- [REQUIRED ACTION]: Report each line of the entries below that has the word "async" in it.

- [SUPPLIED INFORMATION]:

────────────────────

use std::time::Duration;

use hyper::StatusCode;

use crate::database::{Session, User};
use crate::global::GlobalDb;
use crate::tests::utils::TestHarness;

#[tokio::test]
async fn forms_publish_their_field_contract() {
    let mut harness = TestHarness::new().await;

    for path in ["/register", "/login"] {
        let response = harness.get(path).await;
        assert_eq!(response.status(), StatusCode::OK);

        let body = TestHarness::body_json(response).await;
        assert_eq!(body["fields"], serde_json::json!(["username", "password"]));
    }

    harness.teardown().await;
}

#[tokio::test]
async fn duplicate_username_is_rejected() {
    let mut harness = TestHarness::new().await;

    let response = harness.post_form("/register", &[("username", "alice"), ("password", "pw1")]).await;
    assert_eq!(response.status(), StatusCode::SEE_OTHER);
    assert_eq!(response.headers().get("location").unwrap(), "/login");

    let response = harness.post_form("/register", &[("username", "alice"), ("password", "other")]).await;
    assert_eq!(response.status(), StatusCode::SEE_OTHER);
    assert_eq!(response.headers().get("location").unwrap(), "/register");

    let body = TestHarness::body_json(harness.get("/register").await).await;
    assert_eq!(body["message"], "Usuário já existe!");

    harness.teardown().await;
}

#[tokio::test]
async fn wrong_credentials_are_rejected() {
    let mut harness = TestHarness::new().await;

    harness.post_form("/register", &[("username", "alice"), ("password", "pw1")]).await;

    let response = harness.post_form("/login", &[("username", "alice"), ("password", "wrong")]).await;
    assert_eq!(response.status(), StatusCode::SEE_OTHER);
    assert_eq!(response.headers().get("location").unwrap(), "/login");
    assert!(!harness.has_session());

    let response = harness.post_form("/login", &[("username", "nobody"), ("password", "pw1")]).await;
    assert_eq!(response.status(), StatusCode::SEE_OTHER);
    assert!(!harness.has_session());

    let body = TestHarness::body_json(harness.get("/login").await).await;
    assert_eq!(body["message"], "Usuário ou senha inválidos!");

    harness.teardown().await;
}

#[tokio::test]
async fn usernames_are_case_insensitive() {
    let mut harness = TestHarness::new().await;

    harness.post_form("/register", &[("username", "Alice"), ("password", "pw1")]).await;

    let response = harness.post_form("/login", &[("username", "ALICE"), ("password", "pw1")]).await;
    assert_eq!(response.status(), StatusCode::SEE_OTHER);
    assert_eq!(response.headers().get("location").unwrap(), "/");
    assert!(harness.has_session());

    harness.teardown().await;
}

#[tokio::test]
async fn logout_ends_the_session() {
    let mut harness = TestHarness::new().await;
    harness.register_and_login("alice", "pw1").await;

    let response = harness.get("/").await;
    assert_eq!(response.status(), StatusCode::OK);

    let response = harness.get("/logout").await;
    assert_eq!(response.status(), StatusCode::SEE_OTHER);
    assert_eq!(response.headers().get("location").unwrap(), "/login");
    assert!(!harness.has_session());

    let response = harness.get("/").await;
    assert_eq!(response.status(), StatusCode::SEE_OTHER);
    assert_eq!(response.headers().get("location").unwrap(), "/login");

    harness.teardown().await;
}

#[tokio::test]
async fn expired_sessions_redirect_to_login() {
    let mut harness = TestHarness::with_config(|config| {
        config.session.validity_secs = 1;
    })
    .await;
    harness.register_and_login("alice", "pw1").await;

    let response = harness.get("/").await;
    assert_eq!(response.status(), StatusCode::OK);

    tokio::time::sleep(Duration::from_millis(1200)).await;

    // The stale cookie acts like no cookie: a redirect, not a 401.
    let response = harness.get("/").await;
    assert_eq!(response.status(), StatusCode::SEE_OTHER);
    assert_eq!(response.headers().get("location").unwrap(), "/login");

    harness.teardown().await;
}

#[tokio::test]
async fn login_purges_expired_sessions() {
    let mut harness = TestHarness::new().await;

    harness.post_form("/register", &[("username", "alice"), ("password", "pw1")]).await;

    let db = harness.global.db().clone();
    let user = User::by_username(&db, "alice").await.unwrap().unwrap();
    Session::create(&db, user.id, chrono::Duration::seconds(-1)).await.unwrap();

    let response = harness.post_form("/login", &[("username", "alice"), ("password", "pw1")]).await;
    assert_eq!(response.status(), StatusCode::SEE_OTHER);

    let sessions = sqlx::query_as::<_, Session>("SELECT * FROM sessions")
        .fetch_all(db.as_ref())
        .await
        .unwrap();
    assert_eq!(sessions.len(), 1);
    assert!(sessions[0].is_valid());

    harness.teardown().await;
}

#[tokio::test]
async fn invalid_usernames_are_rejected() {
    let mut harness = TestHarness::new().await;

    let response = harness.post_form("/register", &[("username", "no spaces"), ("password", "pw1")]).await;
    assert_eq!(response.status(), StatusCode::SEE_OTHER);
    assert_eq!(response.headers().get("location").unwrap(), "/register");

    let response = harness.post_form("/login", &[("username", "no spaces"), ("password", "pw1")]).await;
    assert_eq!(response.status(), StatusCode::SEE_OTHER);
    assert_eq!(response.headers().get("location").unwrap(), "/login");
    assert!(!harness.has_session());

    harness.teardown().await;
}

────────────────────

- [RESULT BELOW]:
async fn forms_publish_their_field_contract() {
async fn duplicate_username_is_rejected() {
async fn wrong_credentials_are_rejected() {
async fn usernames_are_case_insensitive() {
async fn logout_ends_the_session() {
async fn expired_sessions_redirect_to_login() {
async fn login_purges_expired_sessions() {
async fn invalid_usernames_are_rejected() {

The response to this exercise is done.